Dzhemal Kyzylatesh

Personal information
- Full name: Dzhemal Ali Kyzylatesh
- Date of birth: 14 March 1994 (age 32)
- Place of birth: Istanbul, Turkey
- Height: 1.78 m (5 ft 10 in)
- Position: Midfielder

Team information
- Current team: Muğlaspor
- Number: 14

Youth career
- 2007–2008: KSDYSOR Kyiv
- 2008–2009: Youth Sportive School #15 Kyiv
- 2009–2011: FC Zirka Kyiv

Senior career*
- Years: Team / Apps / (Gls)
- 2011–2013: FC Volodarka (amateur)
- 2013–2015: Arsenal-Kyivshchyna Bila Tserkva / 34 / (4)
- 2014–2015: → Vorskla Poltava (loan) / 1 / (0)
- 2015–2016: Vorskla Poltava / 0 / (0)
- 2016–2018: Arsenal Kyiv / 59 / (6)
- 2018–2019: Kolos Kovalivka / 31 / (2)
- 2020: Volyn Lutsk / 17 / (2)
- 2021–2022: Balıkesirspor / 17 / (1)
- 2022–2024: Isparta 32 SK / 76 / (9)
- 2024–: Muğlaspor / 40 / (5)

= Dzhemal Kyzylatesh =

Turkish-born Ukrainian footballer

Dzhemal Kyzylatesh (Джемаль Алієвич Кизилатеш; Cemâl Ali Kizilateş; born 14 March 1994) is a Turkish-born Ukrainian midfielder who plays for TFF 2. Lig club Muğlaspor.

== Career ==
Of ethnic Turkish origin, Kyzylatesh was born in Turkey and moved to Ukraine with his parents at the age of seven years.

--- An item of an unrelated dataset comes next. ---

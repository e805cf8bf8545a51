pub mod category;
pub mod record;

pub use category::Category;
pub use record::{FieldValue, Record, ValueKind};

He is a product of the different Youth Sportive Schools from Kyiv, and his first trainer was Oleksiy Yakovenko.

Kyzylatesh's professional career continued, when he was promoted from Arsenal-Kyivshchyna on loan to FC Vorskla Poltava in the Ukrainian Premier League in July 2014. From July 2015 he signed full contract with Vorskla Poltava.